F-commerce is the short form of Facebook commerce. Globally there are 2.85 billion active Facebook users. That accounts for around one-third of the total population of the world. Almost a billion of them are regular users who log in at least twice every week. The increased user base has prompted the use of the platform as a business space which soon transitioned into small to medium scale businesses.
There are about 46 million active Facebook users in Bangladesh. The high user base has promptly encouraged small businesses to take up the platform as a marketplace. There are about 2000 dedicated eCommerce platforms in Bangladesh whereas there are over 300000 F-commerce pages doing business.
Due to lack of regulation, a large portion of the business goes unaccounted for. However, out of a total of 7000 crores BDT worth of eCommerce sales, F-commerce accounted for over 1000 crore BDT in sales. This is a testament that Bangladesh is slowly making the transition to the F-commerce revolution.
Problems facing F-commerce in Bangladesh
A high tariff on import
Most of the F-commerce platforms in Bangladesh are import-based resellers.

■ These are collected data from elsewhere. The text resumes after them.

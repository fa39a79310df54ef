//! Request/acknowledgement exchanges with the concentrator MCU
//!
//! [`Mcu`] owns the link and the scratch buffers. Every exchange is strictly sequential: one
//! request is written, then exactly one acknowledgement is read, followed by the MSG_RECEIVED
//! events announced by GET_RX_MSG.
use std::thread;
use std::time::{Duration, Instant};

use log::{debug, info, warn};
use rand::rngs::SmallRng;
use rand::{Rng, SeedableRng};

use crate::error::{Error, Rejection, Result};
use crate::hal::types::{RxChannelConfig, RxPacket, TxPacket, STD_LORA_PREAMBLE};
use crate::transport::{LinkSettings, Transport, DEFAULT_ACK_TIMEOUT};

pub mod codec;
pub mod command;

use codec::{read_ack, write_request, AckFrame, RequestPayloadVec, READ_SIZE_MAX};
use command::{
    decode_rx_event, decode_status, AckId, ConfigRx, ConfigRxStatus, DeviceInfo, DeviceStatus,
    PrepareTx, PrepareTxStatus, Request, ResetKind, RxMsgSummary, TxStatus, STATUS_OK,
};

/// Time left to the MCU to reboot its radios after a full reset
pub const RESET_SETTLE_DELAY: Duration = Duration::from_millis(500);

pub struct Mcu<T> {
    link: T,
    rng: SmallRng,
    buf_req: RequestPayloadVec,
    buf_ack: [u8; READ_SIZE_MAX],
    nb_radio_rx: u8,
    nb_radio_tx: u8,
    verify_correlation_id: bool,
    ack_timeout: Duration,
}

impl<T: Transport> Mcu<T> {
    pub fn open(path: &str, settings: &LinkSettings) -> Result<Self> {
        Ok(Self::new(T::open(path, settings)?).with_ack_timeout(settings.ack_timeout))
    }

    pub fn new(link: T) -> Self {
        Self {
            link,
            rng: SmallRng::seed_from_u64(0),
            buf_req: RequestPayloadVec::new(),
            buf_ack: [0; READ_SIZE_MAX],
            nb_radio_rx: 0,
            nb_radio_tx: 0,
            verify_correlation_id: false,
            ack_timeout: DEFAULT_ACK_TIMEOUT,
        }
    }

    pub fn with_ack_timeout(mut self, ack_timeout: Duration) -> Self {
        self.ack_timeout = ack_timeout;
        self
    }

    /// Rejects acknowledgements whose id differs from the one of the request
    pub fn with_correlation_check(mut self, enabled: bool) -> Self {
        self.verify_correlation_id = enabled;
        self
    }

    /// Radio counts reported by the last PING, 0 before
    pub fn nb_radio_rx(&self) -> u8 {
        self.nb_radio_rx
    }

    pub fn nb_radio_tx(&self) -> u8 {
        self.nb_radio_tx
    }

    fn next_correlation_id(&mut self) -> u8 {
        self.rng.gen_range(0, 255)
    }

    /// Sends `request` and reads its acknowledgement into the ack buffer
    fn exchange(&mut self, request: &Request) -> Result<AckFrame<'_>> {
        let id = self.next_correlation_id();
        request.encode_into(&mut self.buf_req)?;
        write_request(&mut self.link, id, request.id(), &self.buf_req)?;

        let len = read_ack(&mut self.link, &mut self.buf_ack, self.ack_timeout)?;
        let frame = AckFrame::parse(&self.buf_ack[..len])?;
        debug!(
            "<-- 0x{:02X} (id: 0x{:02X}, size: {})",
            frame.header.tag,
            frame.header.id,
            frame.payload.len()
        );
        if self.verify_correlation_id && frame.header.id != id {
            return Err(Error::CorrelationMismatch {
                expected: id,
                actual: frame.header.id,
            });
        }
        Ok(frame)
    }

    pub fn ping(&mut self) -> Result<DeviceInfo> {
        let frame = self.exchange(&Request::Ping)?;
        let info = DeviceInfo::decode(&frame)?;
        self.nb_radio_rx = info.nb_radio_rx;
        self.nb_radio_tx = info.nb_radio_tx;
        debug!(
            "MCU unique id: {:08X}{:08X}{:08X}, version: {}, {} TX / {} RX radios",
            info.unique_id[0],
            info.unique_id[1],
            info.unique_id[2],
            info.version,
            info.nb_radio_tx,
            info.nb_radio_rx
        );
        Ok(info)
    }

    pub fn get_status(&mut self) -> Result<DeviceStatus> {
        let nb_radio_rx = self.nb_radio_rx;
        let frame = self.exchange(&Request::GetStatus)?;
        let status = DeviceStatus::decode(&frame, nb_radio_rx)?;
        debug!(
            "MCU status: sys_time: {} ms, precise_time: {} us, pps: {:?} ({} us), temperature: {:.2} C",
            status.system_time_ms,
            status.precise_time_us,
            status.pps_status,
            status.pps_time_us,
            status.temperature
        );
        Ok(status)
    }

    pub fn get_tx_status(&mut self) -> Result<TxStatus> {
        let frame = self.exchange(&Request::GetTxStatus)?;
        let code = decode_status(&frame, AckId::TxStatus)?;
        Ok(TxStatus::from(code))
    }

    pub fn config_rx(&mut self, radio: u8, conf: &RxChannelConfig) -> Result<()> {
        if radio >= self.nb_radio_rx {
            return Err(Error::InvalidChannel {
                index: radio,
                available: self.nb_radio_rx,
            });
        }
        let request = Request::ConfigRx(ConfigRx {
            radio,
            freq_hz: conf.freq_hz,
            datarate: conf.datarate as u8,
            bandwidth: conf.bandwidth as u8,
            preamble: STD_LORA_PREAMBLE,
            iq_inverted: false,
            sync_word: conf.sync_word,
        });
        let frame = self.exchange(&request)?;
        let code = decode_status(&frame, AckId::ConfigRx)?;
        match ConfigRxStatus::from(code) {
            ConfigRxStatus::Done => Ok(()),
            status => {
                warn!("CONFIG_RX of radio {} failed: {:?}", radio, status);
                Err(Error::Rejected(Rejection::ConfigRx { radio, code }))
            }
        }
    }

    pub fn prepare_tx(&mut self, pkt: &TxPacket) -> Result<()> {
        if self.nb_radio_rx < 1 {
            return Err(Error::NoRxRadio);
        }
        let frame = self.exchange(&Request::PrepareTx(PrepareTx::from(pkt)))?;
        let code = decode_status(&frame, AckId::PrepareTx)?;
        match PrepareTxStatus::from(code) {
            PrepareTxStatus::Ok => Ok(()),
            status => {
                warn!("PREPARE_TX failed: {:?}", status);
                Err(Error::Rejected(Rejection::PrepareTx { code }))
            }
        }
    }

    /// Polls the TX status until the radio is idle again or `max_wait` elapsed
    pub fn wait_tx_done(
        &mut self,
        poll_interval: Duration,
        max_wait: Duration,
    ) -> Result<TxStatus> {
        let start = Instant::now();
        loop {
            let status = self.get_tx_status()?;
            if status.is_error() {
                warn!("transmission failed: {:?}", status);
                return Err(Error::TxFailed(status));
            }
            if status.is_terminal() {
                return Ok(status);
            }
            if start.elapsed() >= max_wait {
                return Err(Error::TxPollTimeout(max_wait));
            }
            thread::sleep(poll_interval);
        }
    }

    /// Fetches the packets received by the MCU
    ///
    /// Every announced event is read off the link to keep the stream aligned, only the first
    /// `max_pkt` are decoded.
    pub fn receive(&mut self, max_pkt: usize) -> Result<Vec<RxPacket>> {
        let frame = self.exchange(&Request::GetRxMsg)?;
        let summary = RxMsgSummary::decode(&frame)?;
        if summary.lost > 0 {
            warn!("{} messages lost by the MCU", summary.lost);
        }
        if summary.nb_msg == 0 {
            return Ok(Vec::new());
        }
        debug!(
            "{} messages received ({} bytes)",
            summary.nb_msg, summary.nb_bytes
        );

        let mut pkts = Vec::with_capacity((summary.nb_msg as usize).min(max_pkt));
        for i in 0..summary.nb_msg as usize {
            let len = read_ack(&mut self.link, &mut self.buf_ack, self.ack_timeout)?;
            if i >= max_pkt {
                warn!("no room left for message {}, dropping it", i);
                continue;
            }
            let frame = AckFrame::parse(&self.buf_ack[..len])?;
            pkts.push(decode_rx_event(&frame)?);
        }
        if summary.pending {
            info!("more messages pending in the MCU");
        }
        Ok(pkts)
    }

    pub fn reset(&mut self, kind: ResetKind) -> Result<()> {
        let frame = self.exchange(&Request::Reset(kind))?;
        let code = decode_status(&frame, AckId::Reset)?;
        if code != STATUS_OK {
            warn!("reset {:?} failed with 0x{:02X}", kind, code);
            return Err(Error::Rejected(Rejection::Reset { kind, code }));
        }
        Ok(())
    }

    /// Resets all RX radios, then the TX radio, then optionally the MCU itself
    pub fn reset_all(&mut self, include_mcu: bool) -> Result<()> {
        self.reset(ResetKind::RxAll)?;
        self.reset(ResetKind::Tx)?;
        if include_mcu {
            self.reset(ResetKind::Mcu)?;
        }
        thread::sleep(RESET_SETTLE_DELAY);
        Ok(())
    }

    /// The MCU reboots into its bootloader, the link is unusable afterwards
    pub fn enter_bootloader(&mut self) -> Result<()> {
        let frame = self.exchange(&Request::Bootloader)?;
        frame.expect(AckId::Bootloader, 0)?;
        info!("MCU switched to bootloader mode");
        Ok(())
    }

    pub fn read_register(&mut self, radio: u8, addr: u16) -> Result<u8> {
        let frame = self.exchange(&Request::ReadRegister { radio, addr })?;
        decode_status(&frame, AckId::ReadRegs)
    }

    pub fn write_register(&mut self, radio: u8, addr: u16, value: u8) -> Result<()> {
        let frame = self.exchange(&Request::WriteRegister { radio, addr, value })?;
        frame.expect(AckId::WriteRegs, 0)?;
        Ok(())
    }

    pub fn set_rssi_temperature_coefficient(&mut self, radio: u8, coefficient: f32) -> Result<()> {
        let frame = self.exchange(&Request::SetCoefTempRssi { radio, coefficient })?;
        let code = decode_status(&frame, AckId::SetCoefTempRssi)?;
        if code != STATUS_OK {
            return Err(Error::Rejected(Rejection::SetCoefTempRssi { radio, code }));
        }
        Ok(())
    }
}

Most of the products are sold on a pre-order basis or niche customer base. As a retail importer, they face high import tariffs which are driving the cost up at the customer level. This price is not regulated at all and different vendors sell the same product at a different price which is a detriment for the customer.
Another prime problem facing F-commerce is the lack of logistical support. Unlike the large eCommerce platforms of Bangladesh, the F-commerce businesses don’t have a dedicated shipping mechanism. As a result, they are forced to rely on local couriers and delivery partners. The third-party shipping method further drives up the cost in the customer end in the form of delivery charges.
No legal framework
There is no legal framework to regulate the F-commerce sites. There are over 300000 Bangladeshi pages on Facebook alone doing business in various niches. The different regulations and permission required to set up a business don’t apply as there is no regulatory authority overseeing the entire process. As a result, there is no limitation to price competency, product regulation, and customer end experience.
The government is losing a huge amount of revenue in the form of tax from the F-commerce platform. With the absence of regulatory bodies, there isn’t even an appropriate estimation of the number of operating F-commerce pages. These pages are doing business of over 300 crores. The pandemic caused a paradigm shift in business conduction as more and more people are getting inclined to online shopping. There has been a reported increment of over 70% to 80% increment in sales across the board. However, the government doesn’t receive any form of GST or sales tax from these pages.